*** Records shown ***
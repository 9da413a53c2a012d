//! Database value parsing utilities
//!
//! Provides error-safe parsing of stored values.

use std::str::FromStr;

use chrono::{DateTime, Utc};
use rusqlite::types::Type;
use rusqlite::Error as SqlError;
use uuid::Uuid;

/// Parse a UUID from a database string column
pub fn parse_uuid(s: &str) -> Result<Uuid, SqlError> {
    Uuid::parse_str(s).map_err(|e| SqlError::FromSqlConversionFailure(0, Type::Text, Box::new(e)))
}

/// Parse an optional UUID from a database string column
pub fn parse_uuid_opt(s: Option<String>) -> Result<Option<Uuid>, SqlError> {
    s.map(|s| parse_uuid(&s)).transpose()
}

/// Parse a DateTime from an RFC3339 string
pub fn parse_datetime(s: &str) -> Result<DateTime<Utc>, SqlError> {
    DateTime::parse_from_rfc3339(s)
        .map(|dt| dt.with_timezone(&Utc))
        .map_err(|e| SqlError::FromSqlConversionFailure(0, Type::Text, Box::new(e)))
}

/// Parse one of the model enums from its stored name
pub fn parse_enum<T>(s: &str) -> Result<T, SqlError>
where
    T: FromStr<Err = crate::Error>,
{
    s.parse::<T>()
        .map_err(|e| SqlError::FromSqlConversionFailure(0, Type::Text, Box::new(e)))
}

/// Parse a JSON array of strings (dietary lists, role tasks)
pub fn parse_string_list(s: &str) -> Result<Vec<String>, SqlError> {
    serde_json::from_str(s).map_err(|e| SqlError::FromSqlConversionFailure(0, Type::Text, Box::new(e)))
}

/// Parse an optional JSON document
pub fn parse_json_opt(s: Option<String>) -> Result<Option<serde_json::Value>, SqlError> {
    s.map(|s| {
        serde_json::from_str(&s)
            .map_err(|e| SqlError::FromSqlConversionFailure(0, Type::Text, Box::new(e)))
    })
    .transpose()
}

/// Encode a string list for storage
pub fn string_list_to_sql(items: &[String]) -> crate::Result<String> {
    Ok(serde_json::to_string(items)?)
}

/// Extension trait for converting rusqlite Results to Option
pub trait OptionalExt<T> {
    fn optional(self) -> Result<Option<T>, SqlError>;
}

impl<T> OptionalExt<T> for Result<T, SqlError> {
    fn optional(self) -> Result<Option<T>, SqlError> {
        match self {
            Ok(v) => Ok(Some(v)),
            Err(SqlError::QueryReturnedNoRows) => Ok(None),
            Err(e) => Err(e),
        }
    }
}

#[cfg(test)]
mod tests {
    use super::*;
    use crate::models::EventStatus;

    #[test]
    fn test_parse_enum_rejects_unknown() {
        assert_eq!(
            parse_enum::<EventStatus>("dish_claiming").unwrap(),
            EventStatus::DishClaiming
        );
        assert!(parse_enum::<EventStatus>("dashboard").is_err());
    }

    #[test]
    fn test_string_list_roundtrip() {
        let items = vec!["vegan".to_string(), "nut-free".to_string()];
        let encoded = string_list_to_sql(&items).unwrap();
        assert_eq!(parse_string_list(&encoded).unwrap(), items);
    }

    #[test]
    fn test_json_opt_none() {
        assert!(parse_json_opt(None).unwrap().is_none());
    }
}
*** End of Records shown ***
:: Work task ::
All of the data above needs to be transcribed verbatim.

:: Task solution ::
repository 9da413a53c2a012d
//! Database value parsing utilities
//!
//! Provides error-safe parsing of stored values.

use std::str::FromStr;

use chrono::{DateTime, Utc};
use rusqlite::types::Type;
use rusqlite::Error as SqlError;
use uuid::Uuid;

/// Parse a UUID from a database string column
pub fn parse_uuid(s: &str) -> Result<Uuid, SqlError> {
    Uuid::parse_str(s).map_err(|e| SqlError::FromSqlConversionFailure(0, Type::Text, Box::new(e)))
}

/// Parse an optional UUID from a database string column
pub fn parse_uuid_opt(s: Option<String>) -> Result<Option<Uuid>, SqlError> {
    s.map(|s| parse_uuid(&s)).transpose()
}

/// Parse a DateTime from an RFC3339 string
pub fn parse_datetime(s: &str) -> Result<DateTime<Utc>, SqlError> {
    DateTime::parse_from_rfc3339(s)
        .map(|dt| dt.with_timezone(&Utc))
        .map_err(|e| SqlError::FromSqlConversionFailure(0, Type::Text, Box::new(e)))
}

/// Parse one of the model enums from its stored name
pub fn parse_enum<T>(s: &str) -> Result<T, SqlError>
where
    T: FromStr<Err = crate::Error>,
{
    s.parse::<T>()
        .map_err(|e| SqlError::FromSqlConversionFailure(0, Type::Text, Box::new(e)))
}

/// Parse a JSON array of strings (dietary lists, role tasks)
pub fn parse_string_list(s: &str) -> Result<Vec<String>, SqlError> {
    serde_json::from_str(s).map_err(|e| SqlError::FromSqlConversionFailure(0, Type::Text, Box::new(e)))
}

/// Parse an optional JSON document
pub fn parse_json_opt(s: Option<String>) -> Result<Option<serde_json::Value>, SqlError> {
    s.map(|s| {
        serde_json::from_str(&s)
            .map_err(|e| SqlError::FromSqlConversionFailure(0, Type::Text, Box::new(e)))
    })
    .transpose()
}

/// Encode a string list for storage
pub fn string_list_to_sql(items: &[String]) -> crate::Result<String> {
    Ok(serde_json::to_string(items)?)
}

/// Extension trait for converting rusqlite Results to Option
pub trait OptionalExt<T> {
    fn optional(self) -> Result<Option<T>, SqlError>;
}

impl<T> OptionalExt<T> for Result<T, SqlError> {
    fn optional(self) -> Result<Option<T>, SqlError> {
        match self {
            Ok(v) => Ok(Some(v)),
            Err(SqlError::QueryReturnedNoRows) => Ok(None),
            Err(e) => Err(e),
        }
    }
}

#[cfg(test)]
mod tests {
    use super::*;
    use crate::models::EventStatus;

    #[test]
    fn test_parse_enum_rejects_unknown() {
        assert_eq!(
            parse_enum::<EventStatus>("dish_claiming").unwrap(),
            EventStatus::DishClaiming
        );
        assert!(parse_enum::<EventStatus>("dashboard").is_err());
    }

    #[test]
    fn test_string_list_roundtrip() {
        let items = vec!["vegan".to_string(), "nut-free".to_string()];
        let encoded = string_list_to_sql(&items).unwrap();
        assert_eq!(parse_string_list(&encoded).unwrap(), items);
    }

    #[test]
    fn test_json_opt_none() {
        assert!(parse_json_opt(None).unwrap().is_none());
    }
}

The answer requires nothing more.